Make the Jump
Group 131 is exactly one week away from finding out about our site placements. This means that we are six days away from taking the LPI exam, twelve days from leaving our host families, and fifteen days from swearing in as official volunteers. There is much work to be done until these days, and for some reason, I am finding it hard to bring myself to do any of it.
The TESS trainees have been out of the classroom for a few weeks now, so the average day of Pre-Service Training usually consists of a four hour language class, a one hour lunch break, and a four hour technical training. In other words: sitting, sitting, and more sitting. While I know all of this information is necessary and there is really no way around it, I find myself fighting the urge to fall asleep.
If you asked my fellow trainees, you would probably hear similar sentiments towards the sessions. But for me, I think it goes a little farther than that. I have noticed my mind beginning to wander, often to things that have nothing to do with Peace Corps. I come home with the intent to study more Thai, but instead goof around until dinner where I speak mostly English with my host sister. I get in bed and try to will myself to fall asleep immediately, but instead my brain starts whispering about the mistakes I have made, whether they be big or small. When I finally drift off it feels like my mind is powered down for two minutes before I realize with anxiety that the new day has started and I am beginning the process all over again.

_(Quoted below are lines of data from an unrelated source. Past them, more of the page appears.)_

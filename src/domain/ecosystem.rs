//! Package-manager ecosystems known to depbot

use serde::{Deserialize, Serialize};
use std::fmt;
use std::str::FromStr;

/// Supported package-manager ecosystems
///
/// The identifiers match the ones accepted on the command line.
#[derive(Debug, Clone, Copy, PartialEq, Eq, Hash, PartialOrd, Ord, Serialize, Deserialize)]
#[serde(rename_all = "snake_case")]
pub enum Ecosystem {
    /// Ruby (Gemfile / Gemfile.lock)
    Bundler,
    /// Python (pyproject.toml)
    Pip,
    /// Node.js (package.json / package-lock.json)
    NpmAndYarn,
    /// Java (pom.xml)
    Maven,
    /// Java/Kotlin (build.gradle)
    Gradle,
    /// Rust (Cargo.toml / Cargo.lock)
    Cargo,
    /// Elixir (mix.exs)
    Hex,
    /// PHP (composer.json / composer.lock)
    Composer,
    /// .NET (*.csproj)
    Nuget,
    /// Go dep (Gopkg.toml)
    Dep,
    /// Go modules (go.mod / go.sum)
    GoModules,
    /// Elm (elm.json)
    Elm,
    /// Git submodules (.gitmodules)
    Submodules,
    /// Docker base images (Dockerfile)
    Docker,
    /// Terraform modules (*.tf)
    Terraform,
    /// GitHub Actions workflows
    GithubActions,
}

/// Error returned when a string is not a known ecosystem identifier
#[derive(Debug, Clone, PartialEq, Eq)]
pub struct UnknownEcosystem(pub String);

impl fmt::Display for UnknownEcosystem {
    fn fmt(&self, f: &mut fmt::Formatter<'_>) -> fmt::Result {
        write!(f, "unknown package manager '{}'", self.0)
    }
}

impl std::error::Error for UnknownEcosystem {}

impl Ecosystem {
    /// Returns every known ecosystem in canonical order
    pub fn all() -> &'static [Ecosystem] {
        &[
            Ecosystem::Bundler,
            Ecosystem::Pip,
            Ecosystem::NpmAndYarn,
            Ecosystem::Maven,
            Ecosystem::Gradle,
            Ecosystem::Cargo,
            Ecosystem::Hex,
            Ecosystem::Composer,
            Ecosystem::Nuget,
            Ecosystem::Dep,
            Ecosystem::GoModules,
            Ecosystem::Elm,
            Ecosystem::Submodules,
            Ecosystem::Docker,
            Ecosystem::Terraform,
            Ecosystem::GithubActions,
        ]
    }

    /// Returns the command-line identifier
    pub fn as_str(&self) -> &'static str {
        match self {
            Ecosystem::Bundler => "bundler",
            Ecosystem::Pip => "pip",
            Ecosystem::NpmAndYarn => "npm_and_yarn",
            Ecosystem::Maven => "maven",
            Ecosystem::Gradle => "gradle",
            Ecosystem::Cargo => "cargo",
            Ecosystem::Hex => "hex",
            Ecosystem::Composer => "composer",
            Ecosystem::Nuget => "nuget",
            Ecosystem::Dep => "dep",
            Ecosystem::GoModules => "go_modules",
            Ecosystem::Elm => "elm",
            Ecosystem::Submodules => "submodules",
            Ecosystem::Docker => "docker",
            Ecosystem::Terraform => "terraform",
            Ecosystem::GithubActions => "github_actions",
        }
    }

    /// Returns the human readable name
    pub fn display_name(&self) -> &'static str {
        match self {
            Ecosystem::Bundler => "Bundler",
            Ecosystem::Pip => "pip",
            Ecosystem::NpmAndYarn => "npm/yarn",
            Ecosystem::Maven => "Maven",
            Ecosystem::Gradle => "Gradle",
            Ecosystem::Cargo => "Cargo",
            Ecosystem::Hex => "Hex",
            Ecosystem::Composer => "Composer",
            Ecosystem::Nuget => "NuGet",
            Ecosystem::Dep => "dep",
            Ecosystem::GoModules => "Go modules",
            Ecosystem::Elm => "Elm",
            Ecosystem::Submodules => "Git submodules",
            Ecosystem::Docker => "Docker",
            Ecosystem::Terraform => "Terraform",
            Ecosystem::GithubActions => "GitHub Actions",
        }
    }

    /// Space separated list of every identifier, for error messages
    pub fn identifiers() -> String {
        Self::all()
            .iter()
            .map(|e| e.as_str())
            .collect::<Vec<_>>()
            .join(" ")
    }
}

impl FromStr for Ecosystem {
    type Err = UnknownEcosystem;

    fn from_str(s: &str) -> Result<Self, Self::Err> {
        Ecosystem::all()
            .iter()
            .find(|e| e.as_str() == s)
            .copied()
            .ok_or_else(|| UnknownEcosystem(s.to_string()))
    }
}

impl fmt::Display for Ecosystem {
    fn fmt(&self, f: &mut fmt::Formatter<'_>) -> fmt::Result {
        f.write_str(self.as_str())
    }
}

#[cfg(test)]
mod tests {
    use super::*;

    #[test]
    fn test_all_ecosystems() {
        let all = Ecosystem::all();
        assert_eq!(all.len(), 16);
        assert_eq!(all[0], Ecosystem::Bundler);
        assert_eq!(all[15], Ecosystem::GithubActions);
    }

    #[test]
    fn test_identifiers_round_trip_through_from_str() {
        for ecosystem in Ecosystem::all() {
            assert_eq!(ecosystem.as_str().parse::<Ecosystem>(), Ok(*ecosystem));
        }
    }

    #[test]
    fn test_from_str_rejects_unknown() {
        let err = "yarn".parse::<Ecosystem>().unwrap_err();
        assert_eq!(err, UnknownEcosystem("yarn".to_string()));
        assert!(err.to_string().contains("unknown package manager 'yarn'"));
    }

    #[test]
    fn test_from_str_is_case_sensitive() {
        assert!("Cargo".parse::<Ecosystem>().is_err());
    }

    #[test]
    fn test_identifiers_list() {
        let ids = Ecosystem::identifiers();
        assert!(ids.starts_with("bundler pip npm_and_yarn"));
        assert!(ids.ends_with("terraform github_actions"));
    }

    #[test]
    fn test_display_uses_identifier() {
        assert_eq!(Ecosystem::NpmAndYarn.to_string(), "npm_and_yarn");
        assert_eq!(Ecosystem::GoModules.display_name(), "Go modules");
    }

    #[test]
    fn test_serde_uses_identifier() {
        let json = serde_json::to_string(&Ecosystem::GithubActions).unwrap();
        assert_eq!(json, "\"github_actions\"");

        let parsed: Ecosystem = serde_json::from_str("\"go_modules\"").unwrap();
        assert_eq!(parsed, Ecosystem::GoModules);
    }
}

There was only one other time in my life I have felt this way, and that was my senior year of college. I was neglecting responsibilities, opting to let my friends distract me instead, and get less and less sleep as we teetered towards the edge of graduation.

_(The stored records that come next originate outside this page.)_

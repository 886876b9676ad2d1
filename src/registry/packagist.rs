//! Packagist metadata adapter
//!
//! Fetches package version information from Packagist.
//! API endpoint: https://repo.packagist.org/p2/{vendor}/{package}.json
//!
//! The p2 metadata is minified: each version lists only the fields that
//! differ from the previous one, and `"__unset"` removes an inherited field.

use crate::domain::{Credentials, Ecosystem};
use crate::error::RegistryError;
use crate::manifest::ComposerJsonParser;
use crate::registry::{HttpClient, RegistryAdapter};
use crate::update::{by_version, VersionInfo};
use async_trait::async_trait;
use chrono::{DateTime, Utc};
use serde_json::{Map, Value};
use std::collections::BTreeMap;

/// Packagist metadata base URL
const PACKAGIST_URL: &str = "https://repo.packagist.org/p2";

const UNSET: &str = "__unset";

/// Packagist adapter
pub struct PackagistAdapter {
    client: HttpClient,
}

impl PackagistAdapter {
    /// Create a new Packagist adapter
    pub fn new(client: HttpClient) -> Self {
        Self { client }
    }

    fn build_url(&self, package: &str) -> String {
        format!("{}/{}.json", PACKAGIST_URL, package.to_lowercase())
    }
}

/// Expands minified version entries into complete ones
fn expand_minified(entries: &[Value]) -> Vec<Map<String, Value>> {
    let mut current = Map::new();
    let mut expanded = Vec::with_capacity(entries.len());

    for entry in entries.iter().filter_map(|e| e.as_object()) {
        for (key, value) in entry {
            if value.as_str() == Some(UNSET) {
                current.remove(key);
            } else {
                current.insert(key.clone(), value.clone());
            }
        }
        expanded.push(current.clone());
    }

    expanded
}

fn versions_from_response(package: &str, response: &Value) -> Vec<VersionInfo> {
    let entries = response
        .get("packages")
        .and_then(|p| p.get(package))
        .and_then(|p| p.as_array())
        .map(|entries| expand_minified(entries))
        .unwrap_or_default();

    let mut versions: Vec<VersionInfo> = entries
        .iter()
        .filter_map(|entry| {
            let version = entry.get("version")?.as_str()?;
            // Branch aliases are not releases
            if version.starts_with("dev-") || version.ends_with("-dev") {
                return None;
            }
            let version = version.trim_start_matches('v');

            let requirements: BTreeMap<String, String> = entry
                .get("require")
                .and_then(|r| r.as_object())
                .into_iter()
                .flatten()
                .filter(|(name, _)| ComposerJsonParser::is_package_name(name))
                .filter_map(|(name, req)| Some((name.clone(), req.as_str()?.to_string())))
                .collect();

            let released_at = entry
                .get("time")
                .and_then(|t| t.as_str())
                .and_then(|t| t.parse::<DateTime<Utc>>().ok());

            let info = match released_at {
                Some(released_at) => VersionInfo::new(version, released_at),
                None => VersionInfo::undated(version),
            };
            Some(info.with_requirements(requirements))
        })
        .collect();

    versions.sort_by(by_version);
    versions
}

#[async_trait]
impl RegistryAdapter for PackagistAdapter {
    fn ecosystem(&self) -> Ecosystem {
        Ecosystem::Composer
    }

    async fn fetch_versions(
        &self,
        package: &str,
        credentials: &Credentials,
    ) -> Result<Vec<VersionInfo>, RegistryError> {
        let url = self.build_url(package);
        let response: Value = self
            .client
            .get_json(&url, credentials)
            .await
            .map_err(|e| RegistryError::from_http(package, self.registry_name(), e))?;

        let versions = versions_from_response(&package.to_lowercase(), &response);
        if versions.is_empty() && response.get("packages").is_none() {
            return Err(RegistryError::invalid_response(
                package,
                self.registry_name(),
                "missing packages key",
            ));
        }
        Ok(versions)
    }
}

When I made the connections between these two points in my life, it started to make more sense of why it is so hard to reach the finish line of training: We are going to site soon, and I am fucking terrified.

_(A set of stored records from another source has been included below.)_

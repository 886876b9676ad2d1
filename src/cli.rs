//! CLI argument parsing module for depbot

use crate::domain::Provider;
use clap::{ArgAction, Parser};
use std::path::PathBuf;

/// Default directory for patch files written by the local provider
pub const DEFAULT_PATCH_DIR: &str = "depbot-patches";

/// Dependency update orchestrator
#[derive(Parser, Debug, Clone)]
#[command(
    name = "depbot",
    version,
    about = "Checks a repository's dependencies and opens pull requests for updates"
)]
pub struct CliArgs {
    // Ecosystem selection
    /// Package managers to update, space-delimited (e.g. "npm_and_yarn cargo")
    #[arg(long, value_name = "PM", num_args = 1..)]
    pub package_manager_list: Vec<String>,

    /// Update every known package manager
    #[arg(long)]
    pub all_package_managers: bool,

    // Repository
    /// Repository to update: owner/name for github, the repository name for codecommit, a path for local
    #[arg(long, value_name = "REPO")]
    pub project_path: String,

    /// Directory inside the repository holding the manifests
    #[arg(long, default_value = "/")]
    pub directory_path: String,

    /// Branch to read from and open pull requests against
    #[arg(long, alias = "codecommit-branch", default_value = "master")]
    pub branch: String,

    /// Where to read manifests and submit changes
    #[arg(long, value_enum, default_value_t = Provider::Github)]
    pub provider: Provider,

    // Environment
    /// Source-control host
    #[arg(long, env = "SOURCE_HOSTNAME", default_value = "github.com")]
    pub source_hostname: String,

    /// Token for the source-control host
    #[arg(long, env = "GITHUB_ACCESS_TOKEN", hide_env_values = true)]
    pub github_access_token: Option<String>,

    /// AWS region of the CodeCommit repository
    #[arg(long, env = "AWS_REGION")]
    pub aws_region: Option<String>,

    /// User assigned to opened pull requests
    #[arg(long, env = "PULL_REQUESTS_ASSIGNEE")]
    pub pull_requests_assignee: Option<String>,

    // General options
    /// Dry run mode - print changes instead of submitting them
    #[arg(short = 'n', long)]
    pub dry_run: bool,

    /// Directory for patch files when using the local provider
    #[arg(long, default_value = DEFAULT_PATCH_DIR)]
    pub patch_dir: PathBuf,

    /// Enable verbose output
    #[arg(long)]
    pub verbose: bool,

    /// Enable quiet mode - minimal output
    #[arg(short, long)]
    pub quiet: bool,

    // Package filters
    /// Exclude specific packages from update (can be specified multiple times)
    #[arg(long, action = ArgAction::Append)]
    pub exclude: Vec<String>,

    /// Update only specific packages (can be specified multiple times)
    #[arg(long, action = ArgAction::Append)]
    pub only: Vec<String>,

    // Release filters
    /// Only update to versions released at least this long ago (e.g., 2w, 10d, 1m)
    #[arg(long)]
    pub age: Option<String>,

    /// Never change manifest requirements; only update within them
    #[arg(long)]
    pub lockfile_only: bool,

    // Output options
    /// Output the run report in JSON format
    #[arg(long)]
    pub json: bool,
}
//! PyPI JSON API adapter
//!
//! Fetches package version information from PyPI.
//! API endpoint: https://pypi.org/pypi/{package}/json

use crate::domain::{Credentials, Ecosystem};
use crate::error::RegistryError;
use crate::registry::{HttpClient, RegistryAdapter};
use crate::update::{by_version, VersionInfo};
use async_trait::async_trait;
use chrono::{DateTime, Utc};
use serde::Deserialize;
use std::collections::HashMap;

/// PyPI API base URL
const PYPI_API_URL: &str = "https://pypi.org/pypi";

/// PyPI adapter
pub struct PyPIAdapter {
    client: HttpClient,
}

/// PyPI package metadata response
#[derive(Debug, Deserialize)]
struct PyPIResponse {
    /// Release files keyed by version
    releases: HashMap<String, Vec<ReleaseFile>>,
}

#[derive(Debug, Deserialize)]
struct ReleaseFile {
    upload_time_iso_8601: Option<String>,
    #[serde(default)]
    yanked: bool,
}

impl PyPIAdapter {
    /// Create a new PyPI adapter
    pub fn new(client: HttpClient) -> Self {
        Self { client }
    }

    /// Build the URL for a package
    fn build_url(&self, package: &str) -> String {
        format!("{}/{}/json", PYPI_API_URL, package)
    }
}

/// A release is dated by its earliest file and yanked when every file is
fn versions_from_response(response: PyPIResponse) -> Vec<VersionInfo> {
    let mut versions: Vec<VersionInfo> = response
        .releases
        .into_iter()
        .filter(|(_, files)| !files.is_empty())
        .map(|(version, files)| {
            let earliest = files
                .iter()
                .filter_map(|f| f.upload_time_iso_8601.as_deref())
                .filter_map(|t| t.parse::<DateTime<Utc>>().ok())
                .min();

            let info = match earliest {
                Some(released_at) => VersionInfo::new(&version, released_at),
                None => VersionInfo::undated(&version),
            };
            if files.iter().all(|f| f.yanked) {
                info.yanked()
            } else {
                info
            }
        })
        .collect();

    versions.sort_by(by_version);
    versions
}

#[async_trait]
impl RegistryAdapter for PyPIAdapter {
    fn ecosystem(&self) -> Ecosystem {
        Ecosystem::Pip
    }

    async fn fetch_versions(
        &self,
        package: &str,
        credentials: &Credentials,
    ) -> Result<Vec<VersionInfo>, RegistryError> {
        let url = self.build_url(package);
        let response: PyPIResponse = self
            .client
            .get_json(&url, credentials)
            .await
            .map_err(|e| RegistryError::from_http(package, self.registry_name(), e))?;

        Ok(versions_from_response(response))
    }
}

#[cfg(test)]
mod tests {
    use super::*;
    use chrono::TimeZone;

    #[test]
    fn test_build_url() {
        let adapter = PyPIAdapter::new(HttpClient::new().unwrap());
        assert_eq!(
            adapter.build_url("flask-restful"),
            "https://pypi.org/pypi/flask-restful/json"
        );
    }

    #[test]
    fn test_versions_from_response() {
        let response: PyPIResponse = serde_json::from_str(
            r#"{
  "info": { "name": "requests" },
  "releases": {
    "2.31.0": [
      { "upload_time_iso_8601": "2023-05-22T15:12:44.175Z", "yanked": false },
      { "upload_time_iso_8601": "2023-05-22T15:10:00.000Z", "yanked": false }
    ],
    "2.32.0": [
      { "upload_time_iso_8601": "2024-05-20T00:00:00.000Z", "yanked": true }
    ],
    "3.0.0": []
  }
}"#,
        )
        .unwrap();

        let versions = versions_from_response(response);
        assert_eq!(versions.len(), 2);
        assert_eq!(versions[0].version, "2.31.0");
        assert_eq!(
            versions[0].released_at,
            Some(Utc.with_ymd_and_hms(2023, 5, 22, 15, 10, 0).unwrap())
        );
        assert!(versions[1].yanked);
    }
}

In my life, when I afraid to make a big jump, I shut off. I don't think like me, I procrastinate, I make decisions that I later regret, and I put my head in the sand.
But in Peace Corps, you do not have time to shut off. Instead, you have to refresh, and remember the reasons why you're here in the first place. I did not come all this way, fix those flat tires, eat some bizarre foods, make lesson plan after lesson plan, high five those beautiful and brilliant kids, to stop now. I came here simply to make that jump that I am so afraid of now.
So, I'm writing this to myself more than anyone else. This is the moment where you can dig your head out of the sand, roll up your sleeves, and finish the work that you started. Or, it's the moment where you stop.
Stopping to me is not an option. So let's get to it and finish this thing.
See you soon, my future site.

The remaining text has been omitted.